What is required :: The required output is the lines below from the line containing "if !actor.is_admin &&" to the line containing "UserId) -> AppResult<()>", inclusive, retyped exactly. No other lines belong in it.

Source data ::
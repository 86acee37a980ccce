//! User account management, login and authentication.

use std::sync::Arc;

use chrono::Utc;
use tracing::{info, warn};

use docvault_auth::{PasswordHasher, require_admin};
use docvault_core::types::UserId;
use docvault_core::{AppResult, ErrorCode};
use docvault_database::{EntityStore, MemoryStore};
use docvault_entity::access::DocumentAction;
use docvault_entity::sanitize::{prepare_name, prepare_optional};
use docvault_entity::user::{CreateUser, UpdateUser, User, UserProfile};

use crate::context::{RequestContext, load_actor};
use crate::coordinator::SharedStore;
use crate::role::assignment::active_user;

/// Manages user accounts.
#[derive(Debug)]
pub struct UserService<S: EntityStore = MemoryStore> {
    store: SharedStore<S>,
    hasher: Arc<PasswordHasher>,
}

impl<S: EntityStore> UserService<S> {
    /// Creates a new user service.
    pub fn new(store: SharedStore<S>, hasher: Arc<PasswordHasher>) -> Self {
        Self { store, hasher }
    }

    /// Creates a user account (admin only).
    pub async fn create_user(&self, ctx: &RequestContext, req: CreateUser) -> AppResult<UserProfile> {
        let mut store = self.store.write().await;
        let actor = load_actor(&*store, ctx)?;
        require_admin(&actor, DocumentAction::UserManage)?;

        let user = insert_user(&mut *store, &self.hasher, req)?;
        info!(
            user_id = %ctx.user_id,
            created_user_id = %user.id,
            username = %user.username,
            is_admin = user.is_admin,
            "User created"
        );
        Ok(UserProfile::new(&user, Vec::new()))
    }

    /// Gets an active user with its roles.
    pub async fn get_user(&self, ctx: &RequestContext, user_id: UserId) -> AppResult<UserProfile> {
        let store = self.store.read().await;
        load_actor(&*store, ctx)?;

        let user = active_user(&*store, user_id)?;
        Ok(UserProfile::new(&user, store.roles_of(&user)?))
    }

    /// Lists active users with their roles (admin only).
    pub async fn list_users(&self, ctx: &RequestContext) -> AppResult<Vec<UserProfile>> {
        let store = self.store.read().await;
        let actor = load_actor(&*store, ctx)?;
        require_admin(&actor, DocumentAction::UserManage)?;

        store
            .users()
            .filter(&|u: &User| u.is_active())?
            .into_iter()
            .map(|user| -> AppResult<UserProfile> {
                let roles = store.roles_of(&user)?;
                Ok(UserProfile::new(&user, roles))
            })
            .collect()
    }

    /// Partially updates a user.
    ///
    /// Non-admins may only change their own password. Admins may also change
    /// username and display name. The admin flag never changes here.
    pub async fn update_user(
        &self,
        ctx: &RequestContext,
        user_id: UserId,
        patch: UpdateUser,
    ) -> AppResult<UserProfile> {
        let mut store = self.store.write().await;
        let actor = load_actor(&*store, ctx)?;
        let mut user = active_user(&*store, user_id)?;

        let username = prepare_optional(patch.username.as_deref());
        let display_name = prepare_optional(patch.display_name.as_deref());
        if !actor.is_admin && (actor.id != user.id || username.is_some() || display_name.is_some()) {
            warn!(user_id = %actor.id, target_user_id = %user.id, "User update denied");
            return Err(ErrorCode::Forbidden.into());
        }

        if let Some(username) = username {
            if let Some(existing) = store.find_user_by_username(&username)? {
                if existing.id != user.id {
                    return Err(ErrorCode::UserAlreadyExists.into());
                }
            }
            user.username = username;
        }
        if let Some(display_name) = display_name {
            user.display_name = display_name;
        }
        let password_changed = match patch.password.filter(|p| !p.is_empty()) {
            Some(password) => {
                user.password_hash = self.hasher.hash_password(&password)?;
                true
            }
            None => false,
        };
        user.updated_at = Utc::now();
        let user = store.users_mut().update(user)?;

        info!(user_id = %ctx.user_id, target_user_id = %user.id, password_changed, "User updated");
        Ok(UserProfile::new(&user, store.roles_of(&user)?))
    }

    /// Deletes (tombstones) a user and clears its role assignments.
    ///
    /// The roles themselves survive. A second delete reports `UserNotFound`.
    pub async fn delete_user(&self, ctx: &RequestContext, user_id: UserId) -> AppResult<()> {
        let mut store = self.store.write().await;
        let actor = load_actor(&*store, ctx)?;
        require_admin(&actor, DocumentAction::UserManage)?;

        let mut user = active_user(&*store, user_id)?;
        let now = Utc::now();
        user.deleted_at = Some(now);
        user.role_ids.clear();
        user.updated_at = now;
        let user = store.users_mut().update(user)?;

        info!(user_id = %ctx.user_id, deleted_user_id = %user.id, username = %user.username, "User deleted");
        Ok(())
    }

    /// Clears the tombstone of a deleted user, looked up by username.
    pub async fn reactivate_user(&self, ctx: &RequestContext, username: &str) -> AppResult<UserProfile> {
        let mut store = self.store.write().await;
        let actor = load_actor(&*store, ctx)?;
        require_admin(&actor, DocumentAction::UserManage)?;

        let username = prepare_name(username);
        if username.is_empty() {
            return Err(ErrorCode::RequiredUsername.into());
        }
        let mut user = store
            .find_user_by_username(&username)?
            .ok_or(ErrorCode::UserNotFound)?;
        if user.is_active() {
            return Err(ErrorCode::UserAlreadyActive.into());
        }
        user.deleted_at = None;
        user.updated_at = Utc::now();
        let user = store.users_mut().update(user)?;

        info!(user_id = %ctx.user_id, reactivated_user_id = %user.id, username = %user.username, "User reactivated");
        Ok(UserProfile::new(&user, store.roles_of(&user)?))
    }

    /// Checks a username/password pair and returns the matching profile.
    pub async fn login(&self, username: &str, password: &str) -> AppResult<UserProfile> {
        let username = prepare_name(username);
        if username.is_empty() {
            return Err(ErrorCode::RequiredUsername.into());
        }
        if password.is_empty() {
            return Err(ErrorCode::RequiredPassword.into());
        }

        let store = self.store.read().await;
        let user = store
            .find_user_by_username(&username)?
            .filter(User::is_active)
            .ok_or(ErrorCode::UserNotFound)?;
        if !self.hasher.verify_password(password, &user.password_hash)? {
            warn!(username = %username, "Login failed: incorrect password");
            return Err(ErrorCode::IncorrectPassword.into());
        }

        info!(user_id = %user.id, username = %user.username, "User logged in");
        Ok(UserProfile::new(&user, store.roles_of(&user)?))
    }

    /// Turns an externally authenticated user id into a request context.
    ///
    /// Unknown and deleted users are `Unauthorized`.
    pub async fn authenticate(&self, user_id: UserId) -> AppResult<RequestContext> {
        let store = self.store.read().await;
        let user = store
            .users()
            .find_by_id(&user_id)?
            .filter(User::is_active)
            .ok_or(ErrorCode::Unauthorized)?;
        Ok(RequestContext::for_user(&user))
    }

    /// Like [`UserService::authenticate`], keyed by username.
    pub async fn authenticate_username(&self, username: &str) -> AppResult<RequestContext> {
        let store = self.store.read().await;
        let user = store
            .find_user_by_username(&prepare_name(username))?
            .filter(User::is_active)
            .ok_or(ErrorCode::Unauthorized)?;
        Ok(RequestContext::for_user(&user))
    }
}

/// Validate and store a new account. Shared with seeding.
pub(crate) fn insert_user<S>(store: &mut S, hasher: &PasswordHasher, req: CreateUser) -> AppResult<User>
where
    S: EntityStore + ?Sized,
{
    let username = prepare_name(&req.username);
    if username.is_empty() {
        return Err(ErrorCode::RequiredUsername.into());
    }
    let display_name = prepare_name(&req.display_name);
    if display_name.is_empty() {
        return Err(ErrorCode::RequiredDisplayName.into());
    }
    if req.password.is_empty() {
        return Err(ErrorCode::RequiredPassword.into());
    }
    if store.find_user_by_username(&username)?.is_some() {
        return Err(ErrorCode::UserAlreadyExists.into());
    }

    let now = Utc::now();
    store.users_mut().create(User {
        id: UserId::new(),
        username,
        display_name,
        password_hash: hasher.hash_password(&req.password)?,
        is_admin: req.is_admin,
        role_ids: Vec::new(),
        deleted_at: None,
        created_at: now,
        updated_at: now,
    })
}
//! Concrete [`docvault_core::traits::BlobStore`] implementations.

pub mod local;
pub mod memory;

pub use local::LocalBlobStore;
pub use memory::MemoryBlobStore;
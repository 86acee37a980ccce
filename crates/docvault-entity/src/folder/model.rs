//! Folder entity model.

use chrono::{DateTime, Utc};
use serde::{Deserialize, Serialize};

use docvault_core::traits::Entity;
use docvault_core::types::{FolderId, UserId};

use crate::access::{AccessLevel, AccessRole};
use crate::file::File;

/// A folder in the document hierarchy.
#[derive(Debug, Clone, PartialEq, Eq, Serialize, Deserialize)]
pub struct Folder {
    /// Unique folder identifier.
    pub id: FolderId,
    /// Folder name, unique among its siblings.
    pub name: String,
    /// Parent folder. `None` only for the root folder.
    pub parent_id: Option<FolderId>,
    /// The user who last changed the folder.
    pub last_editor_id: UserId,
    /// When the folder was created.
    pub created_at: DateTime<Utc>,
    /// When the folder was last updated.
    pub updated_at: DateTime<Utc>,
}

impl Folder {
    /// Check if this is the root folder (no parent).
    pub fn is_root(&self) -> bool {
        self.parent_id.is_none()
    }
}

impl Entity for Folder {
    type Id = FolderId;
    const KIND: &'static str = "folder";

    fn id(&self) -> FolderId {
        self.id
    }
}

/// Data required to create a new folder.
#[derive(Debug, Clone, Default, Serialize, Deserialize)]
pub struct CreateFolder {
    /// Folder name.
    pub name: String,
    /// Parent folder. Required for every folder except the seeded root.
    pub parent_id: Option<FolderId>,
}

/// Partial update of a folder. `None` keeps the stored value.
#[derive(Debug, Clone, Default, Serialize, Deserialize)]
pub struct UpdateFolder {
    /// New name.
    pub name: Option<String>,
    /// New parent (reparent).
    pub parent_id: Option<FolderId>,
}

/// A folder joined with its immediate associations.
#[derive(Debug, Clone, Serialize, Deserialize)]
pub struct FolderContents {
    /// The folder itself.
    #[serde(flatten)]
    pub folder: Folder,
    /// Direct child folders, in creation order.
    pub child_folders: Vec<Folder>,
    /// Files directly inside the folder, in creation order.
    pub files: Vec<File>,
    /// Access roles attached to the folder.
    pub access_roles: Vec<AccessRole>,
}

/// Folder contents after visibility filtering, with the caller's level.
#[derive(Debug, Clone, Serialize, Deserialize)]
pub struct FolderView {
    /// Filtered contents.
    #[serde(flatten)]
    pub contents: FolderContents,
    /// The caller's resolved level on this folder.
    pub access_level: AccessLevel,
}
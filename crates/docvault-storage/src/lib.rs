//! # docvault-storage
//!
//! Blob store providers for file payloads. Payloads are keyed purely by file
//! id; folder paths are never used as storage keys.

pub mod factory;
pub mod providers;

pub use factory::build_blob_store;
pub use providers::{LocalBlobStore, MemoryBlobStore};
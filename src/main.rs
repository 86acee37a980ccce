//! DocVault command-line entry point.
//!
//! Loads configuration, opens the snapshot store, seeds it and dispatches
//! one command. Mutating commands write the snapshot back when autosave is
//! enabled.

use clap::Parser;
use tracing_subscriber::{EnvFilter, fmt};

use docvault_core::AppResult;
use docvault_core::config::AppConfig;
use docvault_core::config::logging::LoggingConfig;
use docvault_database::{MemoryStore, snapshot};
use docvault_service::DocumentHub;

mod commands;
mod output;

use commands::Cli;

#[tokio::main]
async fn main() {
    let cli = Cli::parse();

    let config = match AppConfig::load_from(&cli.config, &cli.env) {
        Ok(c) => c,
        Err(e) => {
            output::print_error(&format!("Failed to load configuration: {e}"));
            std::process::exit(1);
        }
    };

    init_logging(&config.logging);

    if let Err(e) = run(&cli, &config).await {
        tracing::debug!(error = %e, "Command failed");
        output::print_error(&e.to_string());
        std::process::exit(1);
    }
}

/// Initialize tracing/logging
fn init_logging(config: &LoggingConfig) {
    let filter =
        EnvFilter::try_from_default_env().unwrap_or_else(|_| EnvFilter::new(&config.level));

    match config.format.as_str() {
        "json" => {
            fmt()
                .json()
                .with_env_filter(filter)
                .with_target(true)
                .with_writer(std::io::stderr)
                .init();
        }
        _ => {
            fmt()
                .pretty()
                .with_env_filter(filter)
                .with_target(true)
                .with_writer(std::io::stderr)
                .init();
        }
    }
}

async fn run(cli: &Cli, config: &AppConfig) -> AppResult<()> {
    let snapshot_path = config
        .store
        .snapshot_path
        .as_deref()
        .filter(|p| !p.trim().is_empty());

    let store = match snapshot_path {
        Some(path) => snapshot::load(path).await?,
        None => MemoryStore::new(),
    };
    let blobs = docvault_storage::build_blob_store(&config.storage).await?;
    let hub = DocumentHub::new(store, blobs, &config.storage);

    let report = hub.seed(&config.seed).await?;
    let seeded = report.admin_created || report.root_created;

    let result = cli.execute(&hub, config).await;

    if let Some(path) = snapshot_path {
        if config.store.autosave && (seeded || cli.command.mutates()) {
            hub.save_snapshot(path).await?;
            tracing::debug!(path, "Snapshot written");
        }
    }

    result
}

Your solution ::
        if !actor.is_admin && (actor.id != user.id || username.is_some() || display_name.is_some()) {
            warn!(user_id = %actor.id, target_user_id = %user.id, "User update denied");
            return Err(ErrorCode::Forbidden.into());
        }

        if let Some(username) = username {
            if let Some(existing) = store.find_user_by_username(&username)? {
                if existing.id != user.id {
                    return Err(ErrorCode::UserAlreadyExists.into());
                }
            }
            user.username = username;
        }
        if let Some(display_name) = display_name {
            user.display_name = display_name;
        }
        let password_changed = match patch.password.filter(|p| !p.is_empty()) {
            Some(password) => {
                user.password_hash = self.hasher.hash_password(&password)?;
                true
            }
            None => false,
        };
        user.updated_at = Utc::now();
        let user = store.users_mut().update(user)?;

        info!(user_id = %ctx.user_id, target_user_id = %user.id, password_changed, "User updated");
        Ok(UserProfile::new(&user, store.roles_of(&user)?))
    }

    /// Deletes (tombstones) a user and clears its role assignments.
    ///
    /// The roles themselves survive. A second delete reports `UserNotFound`.
    pub async fn delete_user(&self, ctx: &RequestContext, user_id: UserId) -> AppResult<()> {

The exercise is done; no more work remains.